Read and decide for yourself:

The Gun Is Civilization," by USMC Retired Maj. L. Caudill

Human beings only have two ways to deal with one another: reason and force. If you want me to do something for you, you have a choice of either convincing me via argument or force me to do your bidding under threat of force. Every human interaction falls into one of those two categories,without exception. Reason or force, that's it.

In a truly moral and civilized society, people exclusively interact through persuasion. Force has no place as a valid method of social interaction and the only thing that removes force from the menu is the personal firearm, as paradoxical as it may sound to some.

When I carry a gun, you cannot deal with me by force. You have to use reason and try to persuade me, because I have a way to negate your threat or employment of force.

The gun is the only personal weapon that puts a 100-pound woman on equal footing with a 220-pound mugger, a 75-year-old retiree on equal footing with a 19-year old gang-banger, and a single guy on equal footing with a carload of drunken guys with baseball bats. The gun removes the disparity in physical strength, size or numbers between a potential attacker and a defender.

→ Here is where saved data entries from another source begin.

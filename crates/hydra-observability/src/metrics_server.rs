//! `/metrics` and `/health` routes, grounded on
//! `dashflow-observability/src/metrics_server.rs`. Mounted into
//! `hydra-cli serve-api`'s axum router rather than served standalone
//! (spec §10.1: "not a user-facing dashboard").

use axum::http::StatusCode;
use axum::response::{IntoResponse, Response};
use axum::routing::get;
use axum::Router;

use crate::metrics;

/// Builds a small `Router` exposing `/metrics` in Prometheus text format
/// and `/health` for liveness checks. Callers merge this into their own
/// router with [`axum::Router::merge`].
#[must_use]
pub fn router() -> Router {
    Router::new().route("/metrics", get(metrics_handler)).route("/health", get(health_handler))
}

async fn metrics_handler() -> Response {
    match metrics::render() {
        Ok(body) => (StatusCode::OK, body).into_response(),
        Err(err) => (StatusCode::INTERNAL_SERVER_ERROR, err.to_string()).into_response(),
    }
}

async fn health_handler() -> Response {
    (StatusCode::OK, "OK").into_response()
}

#[cfg(test)]
mod tests {
    use super::*;
    use axum::body::Body;
    use axum::http::Request;
    use tower::ServiceExt;

    #[tokio::test]
    async fn health_route_returns_ok() {
        let app = router();
        let response = app.oneshot(Request::builder().uri("/health").body(Body::empty()).unwrap()).await.unwrap();
        assert_eq!(response.status(), StatusCode::OK);
    }

    #[tokio::test]
    async fn metrics_route_responds_after_recorder_init() {
        let _ = metrics::init_recorder();
        let app = router();
        let response = app.oneshot(Request::builder().uri("/metrics").body(Body::empty()).unwrap()).await.unwrap();
        assert_eq!(response.status(), StatusCode::OK);
    }
}
//! Prometheus metrics registry (spec §10.1). Grounded on
//! `dashflow-observability`'s metrics-server shape, re-expressed over
//! `metrics` + `metrics-exporter-prometheus` (the teacher's dependency
//! choice for this workspace) rather than the `prometheus` crate the
//! original also linked.

use std::sync::OnceLock;

use metrics::{counter, histogram};
use metrics_exporter_prometheus::{PrometheusBuilder, PrometheusHandle};

use crate::error::{Error, Result};

static HANDLE: OnceLock<PrometheusHandle> = OnceLock::new();

/// Installs the process-global Prometheus recorder. Idempotent: a
/// second call returns the handle installed by the first.
pub fn init_recorder() -> Result<&'static PrometheusHandle> {
    if let Some(handle) = HANDLE.get() {
        return Ok(handle);
    }
    let handle = PrometheusBuilder::new().install_recorder().map_err(|e| Error::Metrics(e.to_string()))?;
    Ok(HANDLE.get_or_init(|| handle))
}

/// Renders the current metrics snapshot in Prometheus text exposition
/// format, for mounting at a `/metrics` route.
pub fn render() -> Result<String> {
    let handle = HANDLE.get().ok_or_else(|| Error::Metrics("recorder not initialized".to_string()))?;
    Ok(handle.render())
}

/// A node was selected by the router for `mode` (spec §4.4).
pub fn record_node_selection(mode: &str) {
    counter!("hydra_node_selections_total", "mode" => mode.to_string()).increment(1);
}

/// A request failed over to a different node after `node_id` failed.
pub fn record_failover(from_node: &str) {
    counter!("hydra_failovers_total", "from_node" => from_node.to_string()).increment(1);
}

/// A tool approval was granted or denied (spec §4.10).
pub fn record_approval_decision(granted: bool) {
    let outcome = if granted { "granted" } else { "denied" };
    counter!("hydra_approval_decisions_total", "outcome" => outcome).increment(1);
}

/// One autonomous-agent-loop iteration completed (spec §4.9).
pub fn record_agent_iteration() {
    counter!("hydra_agent_iterations_total").increment(1);
}

/// A reasoning pass ran in `mode` (spec §4.8).
pub fn record_reasoning_mode(mode: &str) {
    counter!("hydra_reasoning_mode_total", "mode" => mode.to_string()).increment(1);
}

/// Observed end-to-end request latency, in seconds.
pub fn record_request_duration(seconds: f64) {
    histogram!("hydra_request_duration_seconds").record(seconds);
}

#[cfg(test)]
mod tests {
    use super::*;

    #[test]
    fn render_before_init_reports_not_initialized() {
        // HANDLE may already be set by another test in this binary;
        // only assert the error path when it genuinely isn't.
        if HANDLE.get().is_none() {
            assert!(render().is_err());
        }
    }

    #[test]
    fn init_recorder_is_idempotent() {
        let first = init_recorder().unwrap() as *const PrometheusHandle;
        let second = init_recorder().unwrap() as *const PrometheusHandle;
        assert_eq!(first, second);
    }

    #[test]
    fn recorded_counters_appear_in_render() {
        init_recorder().unwrap();
        record_node_selection("fast");
        let snapshot = render().unwrap();
        assert!(snapshot.contains("hydra_node_selections_total"));
    }
}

There are plenty of people who consider the gun as the source of bad force equations. These are the people who think that we'd be more civilized if all guns were removed from society, because a firearm makes it easier for a [armed] mugger to do his job. That, of course, is only true if the mugger's potential victims are mostly disarmed either by choice or by legislative fiat - it has no validity when most of a mugger's potential marks are armed.

People who argue for the banning of arms ask for automatic rule by the young, the strong, and the many, and that's the exact opposite of a civilized society. A mugger, even an armed one, can only make a successful living in a society where the state has granted him a force monopoly.

Then there's the argument that the gun makes confrontations lethal that otherwise would only result in injury. This argument is fallacious in several ways. Without guns involved, confrontations are won by the physically superior party inflicting overwhelming injury on the loser.

People who think that fists, bats, sticks or stones don't constitute lethal force watch too much TV, where people take beatings and come out of it with a bloody lip at worst. The fact that the gun makes lethal force easier works solely in favor of the weaker defender, not the stronger attacker. If both are armed, the field is level.

The gun is the only weapon that's as lethal in the hands of an octogenarian as it is in the hands of a weight lifter. It simply wouldn't work as well as a force equalizer if it wasn't both lethal and easily employable.

When I carry a gun, I don't do so because I am looking for a fight, but because I'm looking to be left alone. The gun at my side means that I cannot be forced, only persuaded. I don't carry it because I'm afraid, but because it enables me to be unafraid. It doesn't limit the actions of those who would interact with me through reason, only the actions of those who would do so by force. It removes force from the equation ... and that's why carrying a gun is a civilized act.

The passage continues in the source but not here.